■ **Task prompt**
Select the lines of the records containing the word "reaches" and list them.

■ **Materials provided**
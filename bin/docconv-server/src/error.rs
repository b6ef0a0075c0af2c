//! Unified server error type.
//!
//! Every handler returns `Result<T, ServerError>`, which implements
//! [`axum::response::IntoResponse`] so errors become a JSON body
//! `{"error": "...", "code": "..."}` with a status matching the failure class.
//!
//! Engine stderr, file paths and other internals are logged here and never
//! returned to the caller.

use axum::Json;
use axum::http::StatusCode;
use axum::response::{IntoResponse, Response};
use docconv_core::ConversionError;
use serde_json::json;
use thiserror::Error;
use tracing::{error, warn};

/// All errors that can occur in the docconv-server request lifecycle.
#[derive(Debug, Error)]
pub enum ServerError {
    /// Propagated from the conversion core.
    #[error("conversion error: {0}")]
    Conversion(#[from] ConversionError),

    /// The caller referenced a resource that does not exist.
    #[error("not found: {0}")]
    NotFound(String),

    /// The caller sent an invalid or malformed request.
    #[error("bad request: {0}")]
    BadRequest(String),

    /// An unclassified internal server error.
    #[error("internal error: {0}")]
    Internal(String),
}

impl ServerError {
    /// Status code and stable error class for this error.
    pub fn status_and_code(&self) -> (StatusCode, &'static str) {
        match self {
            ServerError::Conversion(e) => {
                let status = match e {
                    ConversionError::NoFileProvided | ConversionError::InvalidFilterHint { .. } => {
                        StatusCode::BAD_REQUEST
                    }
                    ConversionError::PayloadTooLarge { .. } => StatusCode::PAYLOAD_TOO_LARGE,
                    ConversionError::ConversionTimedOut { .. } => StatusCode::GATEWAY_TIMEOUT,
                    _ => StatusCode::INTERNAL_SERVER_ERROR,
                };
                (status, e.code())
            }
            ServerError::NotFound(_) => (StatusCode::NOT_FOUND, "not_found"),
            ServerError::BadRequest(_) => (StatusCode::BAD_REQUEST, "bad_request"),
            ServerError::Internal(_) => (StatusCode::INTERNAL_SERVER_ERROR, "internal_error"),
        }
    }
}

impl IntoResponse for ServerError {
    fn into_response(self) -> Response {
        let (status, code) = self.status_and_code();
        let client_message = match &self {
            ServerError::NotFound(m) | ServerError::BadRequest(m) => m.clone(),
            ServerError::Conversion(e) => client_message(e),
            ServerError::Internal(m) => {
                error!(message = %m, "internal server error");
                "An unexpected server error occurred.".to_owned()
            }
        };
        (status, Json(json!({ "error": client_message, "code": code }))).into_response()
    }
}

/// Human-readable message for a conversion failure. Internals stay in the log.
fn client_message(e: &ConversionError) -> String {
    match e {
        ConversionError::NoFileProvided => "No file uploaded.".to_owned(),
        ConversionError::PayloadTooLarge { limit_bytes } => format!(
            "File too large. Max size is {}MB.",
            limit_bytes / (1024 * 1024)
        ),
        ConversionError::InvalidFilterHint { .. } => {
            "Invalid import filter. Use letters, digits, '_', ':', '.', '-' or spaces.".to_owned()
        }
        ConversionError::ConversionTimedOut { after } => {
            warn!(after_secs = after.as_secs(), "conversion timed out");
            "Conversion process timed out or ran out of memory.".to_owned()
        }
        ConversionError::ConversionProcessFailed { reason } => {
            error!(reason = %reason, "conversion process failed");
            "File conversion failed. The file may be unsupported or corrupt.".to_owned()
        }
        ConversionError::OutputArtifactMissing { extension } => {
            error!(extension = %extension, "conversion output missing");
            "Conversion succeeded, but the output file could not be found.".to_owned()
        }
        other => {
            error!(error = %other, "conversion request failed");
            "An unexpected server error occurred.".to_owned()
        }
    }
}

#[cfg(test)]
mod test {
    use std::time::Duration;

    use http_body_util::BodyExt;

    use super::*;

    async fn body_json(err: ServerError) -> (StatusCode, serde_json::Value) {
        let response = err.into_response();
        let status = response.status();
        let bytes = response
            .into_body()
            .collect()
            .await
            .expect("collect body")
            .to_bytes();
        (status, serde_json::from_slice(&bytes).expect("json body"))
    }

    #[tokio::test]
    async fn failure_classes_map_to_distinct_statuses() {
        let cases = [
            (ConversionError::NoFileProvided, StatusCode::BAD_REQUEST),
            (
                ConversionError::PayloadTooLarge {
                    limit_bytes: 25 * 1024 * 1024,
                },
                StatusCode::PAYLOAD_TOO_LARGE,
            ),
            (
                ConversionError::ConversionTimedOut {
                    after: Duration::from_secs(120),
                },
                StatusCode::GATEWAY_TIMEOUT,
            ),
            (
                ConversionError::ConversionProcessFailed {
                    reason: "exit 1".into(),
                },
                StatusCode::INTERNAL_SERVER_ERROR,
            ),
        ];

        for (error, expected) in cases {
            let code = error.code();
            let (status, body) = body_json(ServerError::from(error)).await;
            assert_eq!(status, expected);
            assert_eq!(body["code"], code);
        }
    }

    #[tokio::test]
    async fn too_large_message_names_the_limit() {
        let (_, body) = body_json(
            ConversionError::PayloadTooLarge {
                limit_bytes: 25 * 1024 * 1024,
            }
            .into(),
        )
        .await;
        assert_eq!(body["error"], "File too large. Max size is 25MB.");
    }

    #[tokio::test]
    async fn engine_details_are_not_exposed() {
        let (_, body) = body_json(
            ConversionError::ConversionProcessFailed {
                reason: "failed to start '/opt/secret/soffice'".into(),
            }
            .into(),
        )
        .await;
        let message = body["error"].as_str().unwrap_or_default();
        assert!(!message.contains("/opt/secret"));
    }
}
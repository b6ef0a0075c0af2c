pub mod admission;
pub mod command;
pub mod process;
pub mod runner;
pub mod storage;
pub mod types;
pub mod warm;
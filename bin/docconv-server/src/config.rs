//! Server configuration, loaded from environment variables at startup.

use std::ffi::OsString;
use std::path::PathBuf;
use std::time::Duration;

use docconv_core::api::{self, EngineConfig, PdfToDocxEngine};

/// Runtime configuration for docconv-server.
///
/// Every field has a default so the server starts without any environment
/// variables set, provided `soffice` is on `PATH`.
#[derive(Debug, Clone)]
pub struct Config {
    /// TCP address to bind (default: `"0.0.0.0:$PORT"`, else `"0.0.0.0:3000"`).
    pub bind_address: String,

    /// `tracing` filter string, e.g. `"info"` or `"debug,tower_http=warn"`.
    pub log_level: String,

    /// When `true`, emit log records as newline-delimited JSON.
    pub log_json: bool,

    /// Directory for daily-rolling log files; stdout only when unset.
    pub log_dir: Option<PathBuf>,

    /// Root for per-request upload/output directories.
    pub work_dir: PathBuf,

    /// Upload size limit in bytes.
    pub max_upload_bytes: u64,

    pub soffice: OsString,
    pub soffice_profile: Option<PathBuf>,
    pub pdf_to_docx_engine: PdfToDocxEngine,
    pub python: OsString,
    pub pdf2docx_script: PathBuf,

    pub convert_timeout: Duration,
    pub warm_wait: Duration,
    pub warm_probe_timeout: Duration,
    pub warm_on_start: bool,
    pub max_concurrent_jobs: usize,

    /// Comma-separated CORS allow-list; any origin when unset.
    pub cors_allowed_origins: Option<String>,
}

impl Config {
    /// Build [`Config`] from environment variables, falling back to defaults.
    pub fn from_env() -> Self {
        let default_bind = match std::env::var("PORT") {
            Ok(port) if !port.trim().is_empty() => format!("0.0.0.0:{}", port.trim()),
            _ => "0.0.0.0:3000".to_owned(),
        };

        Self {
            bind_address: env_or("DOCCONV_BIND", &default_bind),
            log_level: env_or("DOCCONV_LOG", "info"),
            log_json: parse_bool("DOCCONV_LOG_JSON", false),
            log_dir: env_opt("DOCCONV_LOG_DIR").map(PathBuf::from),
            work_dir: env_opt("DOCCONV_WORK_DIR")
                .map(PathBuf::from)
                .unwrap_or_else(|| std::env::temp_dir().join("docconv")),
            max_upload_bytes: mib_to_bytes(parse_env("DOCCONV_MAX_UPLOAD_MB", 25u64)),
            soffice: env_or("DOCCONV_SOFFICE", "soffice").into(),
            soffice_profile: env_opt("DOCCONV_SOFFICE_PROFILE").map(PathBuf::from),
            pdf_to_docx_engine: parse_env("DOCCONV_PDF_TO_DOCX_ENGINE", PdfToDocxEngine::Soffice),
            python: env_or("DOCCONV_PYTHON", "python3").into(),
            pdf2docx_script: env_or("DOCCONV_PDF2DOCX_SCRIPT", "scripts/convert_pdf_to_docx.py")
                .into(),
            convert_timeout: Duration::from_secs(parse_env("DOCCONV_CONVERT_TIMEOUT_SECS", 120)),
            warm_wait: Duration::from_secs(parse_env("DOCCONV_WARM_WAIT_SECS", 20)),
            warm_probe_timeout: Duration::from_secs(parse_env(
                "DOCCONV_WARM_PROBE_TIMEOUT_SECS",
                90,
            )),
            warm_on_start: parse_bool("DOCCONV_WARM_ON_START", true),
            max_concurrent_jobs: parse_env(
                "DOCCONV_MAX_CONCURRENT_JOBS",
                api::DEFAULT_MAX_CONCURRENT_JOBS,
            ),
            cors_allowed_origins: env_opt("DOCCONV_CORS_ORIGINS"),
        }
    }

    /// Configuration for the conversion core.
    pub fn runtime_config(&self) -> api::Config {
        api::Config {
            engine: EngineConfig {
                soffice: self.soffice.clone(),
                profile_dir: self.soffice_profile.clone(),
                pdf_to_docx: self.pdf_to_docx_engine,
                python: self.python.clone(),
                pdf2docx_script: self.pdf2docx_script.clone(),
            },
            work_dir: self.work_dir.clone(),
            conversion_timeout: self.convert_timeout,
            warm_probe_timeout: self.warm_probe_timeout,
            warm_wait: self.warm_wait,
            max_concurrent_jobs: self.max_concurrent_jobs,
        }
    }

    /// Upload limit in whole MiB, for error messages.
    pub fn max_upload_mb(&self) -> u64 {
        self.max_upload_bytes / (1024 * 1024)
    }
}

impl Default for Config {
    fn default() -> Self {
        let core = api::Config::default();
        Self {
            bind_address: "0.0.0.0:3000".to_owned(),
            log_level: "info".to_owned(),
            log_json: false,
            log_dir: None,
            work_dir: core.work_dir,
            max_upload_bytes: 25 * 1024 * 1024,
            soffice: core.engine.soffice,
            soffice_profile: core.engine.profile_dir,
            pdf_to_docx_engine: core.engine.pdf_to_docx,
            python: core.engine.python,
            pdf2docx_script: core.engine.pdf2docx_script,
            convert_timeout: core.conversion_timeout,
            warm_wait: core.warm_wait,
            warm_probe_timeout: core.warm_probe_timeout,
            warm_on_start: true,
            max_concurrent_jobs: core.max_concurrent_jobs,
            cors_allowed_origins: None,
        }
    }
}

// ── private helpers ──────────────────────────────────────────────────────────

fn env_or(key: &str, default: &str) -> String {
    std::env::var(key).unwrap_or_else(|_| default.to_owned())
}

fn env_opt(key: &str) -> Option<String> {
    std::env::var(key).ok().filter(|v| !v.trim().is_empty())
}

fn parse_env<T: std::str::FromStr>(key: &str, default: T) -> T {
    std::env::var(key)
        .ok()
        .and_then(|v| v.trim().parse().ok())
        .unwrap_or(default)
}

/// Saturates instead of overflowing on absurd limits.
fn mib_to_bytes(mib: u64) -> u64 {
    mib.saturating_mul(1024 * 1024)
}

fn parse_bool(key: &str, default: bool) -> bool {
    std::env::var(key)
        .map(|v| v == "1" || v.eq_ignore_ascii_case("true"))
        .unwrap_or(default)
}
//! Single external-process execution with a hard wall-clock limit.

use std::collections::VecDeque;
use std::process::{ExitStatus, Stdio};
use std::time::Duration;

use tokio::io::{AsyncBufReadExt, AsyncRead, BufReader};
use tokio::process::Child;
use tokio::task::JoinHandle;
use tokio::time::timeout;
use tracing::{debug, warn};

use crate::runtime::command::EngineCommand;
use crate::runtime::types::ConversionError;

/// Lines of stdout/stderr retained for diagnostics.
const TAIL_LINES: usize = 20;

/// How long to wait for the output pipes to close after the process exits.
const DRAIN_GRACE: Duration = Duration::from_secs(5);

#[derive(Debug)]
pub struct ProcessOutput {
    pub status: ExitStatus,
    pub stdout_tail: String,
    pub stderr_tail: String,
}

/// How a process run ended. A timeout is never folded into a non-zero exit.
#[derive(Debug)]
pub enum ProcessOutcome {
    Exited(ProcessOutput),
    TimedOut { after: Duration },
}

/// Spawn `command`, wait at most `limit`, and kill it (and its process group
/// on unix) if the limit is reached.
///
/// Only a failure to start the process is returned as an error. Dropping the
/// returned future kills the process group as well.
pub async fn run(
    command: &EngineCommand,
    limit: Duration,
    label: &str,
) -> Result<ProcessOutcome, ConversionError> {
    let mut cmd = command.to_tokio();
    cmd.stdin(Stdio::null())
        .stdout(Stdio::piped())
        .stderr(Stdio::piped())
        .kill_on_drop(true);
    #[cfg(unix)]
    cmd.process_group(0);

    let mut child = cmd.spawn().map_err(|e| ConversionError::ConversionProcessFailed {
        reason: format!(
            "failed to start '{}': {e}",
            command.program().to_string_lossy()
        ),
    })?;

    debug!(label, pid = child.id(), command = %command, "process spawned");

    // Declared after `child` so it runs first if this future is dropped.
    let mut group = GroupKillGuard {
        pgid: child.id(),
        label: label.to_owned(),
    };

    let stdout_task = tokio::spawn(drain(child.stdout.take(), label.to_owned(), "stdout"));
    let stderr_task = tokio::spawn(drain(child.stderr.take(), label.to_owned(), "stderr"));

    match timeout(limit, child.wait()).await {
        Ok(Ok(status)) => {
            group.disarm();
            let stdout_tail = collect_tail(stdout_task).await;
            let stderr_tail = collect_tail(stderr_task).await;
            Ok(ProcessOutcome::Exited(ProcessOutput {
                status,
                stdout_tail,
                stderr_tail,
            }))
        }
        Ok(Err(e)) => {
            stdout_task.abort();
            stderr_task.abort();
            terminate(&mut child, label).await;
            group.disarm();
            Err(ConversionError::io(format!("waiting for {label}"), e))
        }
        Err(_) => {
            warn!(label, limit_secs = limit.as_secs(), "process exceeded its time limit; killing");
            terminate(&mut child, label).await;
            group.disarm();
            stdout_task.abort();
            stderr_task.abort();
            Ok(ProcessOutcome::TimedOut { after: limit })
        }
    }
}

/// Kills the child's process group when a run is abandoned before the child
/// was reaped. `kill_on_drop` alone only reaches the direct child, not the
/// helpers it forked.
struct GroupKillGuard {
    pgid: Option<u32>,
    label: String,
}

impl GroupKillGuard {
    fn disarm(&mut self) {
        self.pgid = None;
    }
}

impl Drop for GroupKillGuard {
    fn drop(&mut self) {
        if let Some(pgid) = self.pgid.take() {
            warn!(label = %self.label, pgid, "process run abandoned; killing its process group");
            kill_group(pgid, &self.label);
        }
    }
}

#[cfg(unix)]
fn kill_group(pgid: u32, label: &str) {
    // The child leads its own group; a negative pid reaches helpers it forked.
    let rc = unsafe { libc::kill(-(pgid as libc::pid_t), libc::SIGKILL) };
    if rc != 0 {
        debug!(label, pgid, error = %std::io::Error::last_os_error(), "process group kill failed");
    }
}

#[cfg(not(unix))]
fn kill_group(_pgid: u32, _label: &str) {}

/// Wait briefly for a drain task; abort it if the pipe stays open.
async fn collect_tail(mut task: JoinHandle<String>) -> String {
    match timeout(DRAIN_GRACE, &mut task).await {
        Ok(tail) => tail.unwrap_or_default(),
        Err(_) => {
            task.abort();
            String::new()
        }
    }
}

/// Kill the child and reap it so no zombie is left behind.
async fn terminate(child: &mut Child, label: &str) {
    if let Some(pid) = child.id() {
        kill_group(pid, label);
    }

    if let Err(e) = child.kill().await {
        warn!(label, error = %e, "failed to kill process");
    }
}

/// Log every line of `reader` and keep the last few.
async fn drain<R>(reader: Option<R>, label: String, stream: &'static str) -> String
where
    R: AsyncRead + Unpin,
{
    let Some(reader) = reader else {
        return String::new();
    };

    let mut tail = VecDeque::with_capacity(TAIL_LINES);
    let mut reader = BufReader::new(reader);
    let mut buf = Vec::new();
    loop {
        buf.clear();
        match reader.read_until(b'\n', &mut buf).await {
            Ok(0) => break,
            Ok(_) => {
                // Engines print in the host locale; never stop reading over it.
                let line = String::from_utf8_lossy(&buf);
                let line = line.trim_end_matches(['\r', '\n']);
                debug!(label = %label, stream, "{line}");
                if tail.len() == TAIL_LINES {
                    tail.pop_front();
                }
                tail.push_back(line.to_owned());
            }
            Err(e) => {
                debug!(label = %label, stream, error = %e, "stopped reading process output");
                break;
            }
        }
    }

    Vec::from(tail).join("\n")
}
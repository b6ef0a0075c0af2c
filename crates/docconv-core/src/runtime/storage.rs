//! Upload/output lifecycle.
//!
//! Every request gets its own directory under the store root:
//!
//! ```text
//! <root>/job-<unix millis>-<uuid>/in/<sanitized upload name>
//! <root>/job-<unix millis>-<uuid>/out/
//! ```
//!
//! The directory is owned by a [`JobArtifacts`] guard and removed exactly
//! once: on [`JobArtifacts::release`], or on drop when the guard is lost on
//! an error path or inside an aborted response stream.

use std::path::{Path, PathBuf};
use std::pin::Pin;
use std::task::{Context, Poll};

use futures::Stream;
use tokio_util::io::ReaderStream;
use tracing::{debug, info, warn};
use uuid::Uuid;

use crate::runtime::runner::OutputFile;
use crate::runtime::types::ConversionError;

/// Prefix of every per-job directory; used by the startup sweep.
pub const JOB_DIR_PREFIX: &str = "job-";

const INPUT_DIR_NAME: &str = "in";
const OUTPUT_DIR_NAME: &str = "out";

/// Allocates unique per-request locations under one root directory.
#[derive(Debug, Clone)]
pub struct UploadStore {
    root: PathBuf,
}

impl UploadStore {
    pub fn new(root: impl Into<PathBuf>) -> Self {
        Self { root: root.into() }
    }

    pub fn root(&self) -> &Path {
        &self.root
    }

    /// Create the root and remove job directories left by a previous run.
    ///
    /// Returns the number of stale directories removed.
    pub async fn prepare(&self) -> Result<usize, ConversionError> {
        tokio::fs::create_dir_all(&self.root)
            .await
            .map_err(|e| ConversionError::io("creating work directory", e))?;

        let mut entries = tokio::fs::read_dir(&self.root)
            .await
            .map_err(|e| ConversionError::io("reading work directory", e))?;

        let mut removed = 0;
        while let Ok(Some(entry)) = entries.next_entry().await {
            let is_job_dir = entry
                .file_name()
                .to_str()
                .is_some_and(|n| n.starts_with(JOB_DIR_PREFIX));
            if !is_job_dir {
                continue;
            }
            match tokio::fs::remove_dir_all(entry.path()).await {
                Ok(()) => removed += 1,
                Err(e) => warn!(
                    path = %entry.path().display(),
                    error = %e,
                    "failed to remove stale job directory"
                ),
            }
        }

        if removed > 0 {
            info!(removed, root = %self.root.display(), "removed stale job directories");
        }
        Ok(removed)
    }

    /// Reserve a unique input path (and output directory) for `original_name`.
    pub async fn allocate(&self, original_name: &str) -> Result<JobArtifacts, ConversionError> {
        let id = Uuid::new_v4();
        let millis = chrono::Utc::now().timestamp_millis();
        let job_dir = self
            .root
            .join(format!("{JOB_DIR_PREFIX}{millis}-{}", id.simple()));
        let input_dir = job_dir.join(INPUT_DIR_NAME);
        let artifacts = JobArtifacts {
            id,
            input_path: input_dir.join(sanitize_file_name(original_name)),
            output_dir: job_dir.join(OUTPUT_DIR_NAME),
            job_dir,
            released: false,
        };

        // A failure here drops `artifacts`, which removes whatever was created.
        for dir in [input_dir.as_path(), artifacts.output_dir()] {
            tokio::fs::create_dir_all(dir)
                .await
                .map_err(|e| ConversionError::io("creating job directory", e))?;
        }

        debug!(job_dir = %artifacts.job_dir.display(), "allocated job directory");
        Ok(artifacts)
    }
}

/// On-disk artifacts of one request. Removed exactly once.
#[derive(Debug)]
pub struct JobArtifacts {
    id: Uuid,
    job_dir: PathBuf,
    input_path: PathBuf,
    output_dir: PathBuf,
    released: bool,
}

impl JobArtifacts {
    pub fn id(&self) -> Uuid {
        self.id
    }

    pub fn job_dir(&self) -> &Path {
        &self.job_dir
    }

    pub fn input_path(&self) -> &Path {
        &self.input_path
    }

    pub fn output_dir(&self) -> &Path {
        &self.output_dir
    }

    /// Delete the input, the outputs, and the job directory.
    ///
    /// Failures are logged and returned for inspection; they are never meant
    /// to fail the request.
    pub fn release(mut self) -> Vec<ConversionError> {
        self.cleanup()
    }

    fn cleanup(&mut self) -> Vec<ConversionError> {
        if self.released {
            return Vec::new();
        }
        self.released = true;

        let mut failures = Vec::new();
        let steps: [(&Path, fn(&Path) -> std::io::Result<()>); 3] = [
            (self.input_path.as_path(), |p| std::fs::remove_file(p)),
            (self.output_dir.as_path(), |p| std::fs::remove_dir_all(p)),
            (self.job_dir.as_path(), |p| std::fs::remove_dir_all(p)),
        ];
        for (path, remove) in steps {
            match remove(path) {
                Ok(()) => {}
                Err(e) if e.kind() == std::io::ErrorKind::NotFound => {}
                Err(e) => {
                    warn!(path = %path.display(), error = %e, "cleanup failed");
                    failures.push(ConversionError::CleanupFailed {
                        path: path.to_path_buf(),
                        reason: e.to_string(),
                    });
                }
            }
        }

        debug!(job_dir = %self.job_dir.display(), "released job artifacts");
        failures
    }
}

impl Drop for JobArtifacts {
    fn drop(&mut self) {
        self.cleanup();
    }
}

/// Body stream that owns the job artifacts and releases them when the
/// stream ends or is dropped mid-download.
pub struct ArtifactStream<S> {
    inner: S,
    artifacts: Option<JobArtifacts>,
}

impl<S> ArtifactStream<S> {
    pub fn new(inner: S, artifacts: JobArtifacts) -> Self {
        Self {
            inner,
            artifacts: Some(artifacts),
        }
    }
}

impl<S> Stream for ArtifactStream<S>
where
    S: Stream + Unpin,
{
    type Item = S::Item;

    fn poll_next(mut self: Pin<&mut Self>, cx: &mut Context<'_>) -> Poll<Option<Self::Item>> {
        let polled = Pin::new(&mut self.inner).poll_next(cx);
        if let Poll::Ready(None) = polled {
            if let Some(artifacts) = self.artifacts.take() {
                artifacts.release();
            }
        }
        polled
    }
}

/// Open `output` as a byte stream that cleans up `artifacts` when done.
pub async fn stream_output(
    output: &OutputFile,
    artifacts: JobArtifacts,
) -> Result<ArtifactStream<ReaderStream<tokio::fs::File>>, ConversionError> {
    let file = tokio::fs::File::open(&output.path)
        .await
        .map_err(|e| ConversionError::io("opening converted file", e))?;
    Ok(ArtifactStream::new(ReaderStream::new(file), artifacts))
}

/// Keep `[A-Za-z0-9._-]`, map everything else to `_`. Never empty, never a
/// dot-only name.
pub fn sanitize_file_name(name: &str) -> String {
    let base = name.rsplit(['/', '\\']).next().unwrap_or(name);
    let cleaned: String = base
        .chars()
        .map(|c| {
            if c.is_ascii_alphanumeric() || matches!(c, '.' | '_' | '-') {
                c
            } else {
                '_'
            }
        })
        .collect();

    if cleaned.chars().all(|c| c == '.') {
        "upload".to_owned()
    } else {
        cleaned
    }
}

■ **Problem solution**
/// was reaped. `kill_on_drop` alone only reaches the direct child, not the
    // The child leads its own group; a negative pid reaches helpers it forked.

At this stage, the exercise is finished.